Another claimed advantage is SFrame's ability to provide coverage in function prologues and epilogues, where frame-pointer-based unwinding may miss frames. Yet this overlooks a straightforward alternative: frame pointer unwinding can be enhanced to detect prologue and epilogue patterns by disassembling instructions at the program counter.

SFrame also faces a practical consideration: the .sframe section likely requires kernel page-in during unwinding, while the process stack is more likely already resident in physical memory. As Ian Rogers noted in LWN, system-wide profiling encounters limitations when system calls haven't transitioned to user code, BPF helpers may return placeholder values, and JIT compilers require additional SFrame support.

Looking ahead, hardware-assisted unwinding through features like x86 Shadow Stack and AArch64 Guarded Control Stack may reshape the entire landscape, potentially reducing the relevance of metadata-based unwinding formats. Meanwhile, compact unwinding schemes like Windows ARM64 demonstrate that significantly smaller metadata formats remain viable alternatives to both SFrame and .eh_frame. Proposals like Asynchronous Compact Unwind Descriptors have demonstrated that compact unwind formats can work with shrink-wrapping optimizations.
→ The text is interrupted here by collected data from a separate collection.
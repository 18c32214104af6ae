//! Graph store client.
//!
//! Persistence is an external HTTP service exposing named queries. The
//! pipeline fires requests and logs replies; nothing downstream interprets
//! them. The trait is the injection seam: the indexer takes any
//! [`GraphStore`], and tests substitute counting fakes.

mod helix;

pub use helix::{HelixStore, StoreError};

use async_trait::async_trait;
use serde_json::Value;

/// External graph/vector store consumed by the indexer.
#[async_trait]
pub trait GraphStore: Send + Sync {
    /// Create the image node for `file_id`. `content` is the
    /// JSON-serialized summary payload.
    async fn create_image(&self, file_id: &str, content: &str, path: &str)
        -> anyhow::Result<Value>;

    /// Store embedding text for `file_id`.
    async fn create_image_embeddings(
        &self,
        file_id: &str,
        content: &str,
        path: &str,
    ) -> anyhow::Result<Value>;
}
There is a feature request for a compact information for AArch64 https://github.com/ARM-software/abi-aa/issues/344

Summary

Beyond these fundamental questions about SFrame's value proposition, the format presents a size improvement to Linux kernel's ORC unwinder. Its design presents several implementation challenges that merit consideration for future versions:

  • Object file format design issues (mandatory index building, section group compliance, version compatibility)
  • Limited large text section support restricts deployment in modern binaries
  • Size issue

These technical concerns, combined with the fundamental value questions raised above, suggest that careful consideration is warranted before widespread adoption.

If we proceed, here is how to do it right

According to this comment on llvm-project #64449, "v3 is the version that will be submitted upstream when the time is right." Please share feedback on the format before it's finalized, even if you may not be impressed with the design.

To ensure rapid SFrame evolution without compatibility concerns, a better approach is to build a library that parses .eh_frame and generates SFrame. The Linux kernel can then use this library (in objtool?) to generate SFrame for vmlinux and modules. Relying on assembler/linker output for this critical metadata format requires a level of stability that is currently concerning.

The ongoing maintenance implications warrant particular attention. Observing the binutils mailing list reveals a significant volume of SFrame commits. Most linker features stabilize quickly after initial implementation, but SFrame appears to require continued evolution. Given the linker's foundational role in the build process, which demands exceptional stability and robustness, the long-term maintenance burden deserves careful consideration.

Early integration into GNU toolchain has provided valuable feedback for format evolution, but this comes at the cost of coupling the format's maturity to linker stability. The SFrame GNU toolchain developers exhibit a concerning tendency to disregard ELF and linker conventions—a serious problem for all linker maintainers.

Learning from existing compact unwind implementations

LLVM has had a battle-tested compact unwind format in production use since 2009 with OS X 10.6. The efficiency gains are dramatic even if it might only cover synchronous unwinding needs. OpenVMS's x86-64 port, which is ELF-based, also adopted this format as documented in their "VSI OpenVMS Calling Standard" and their 2018 post on LLVM Discourse. This isn't to suggest we should simply adopt the existing compact unwind format wholesale. The x86-64 design dates back to 2009 or earlier, and there are likely improvements we can make. However, we should aim for similar or better efficiency gains.

On AArch64, there are at least two formats the ELF one can learn from: LLVM's compact unwind format (aarch64) and Windows ARM64 Frame Unwind Code.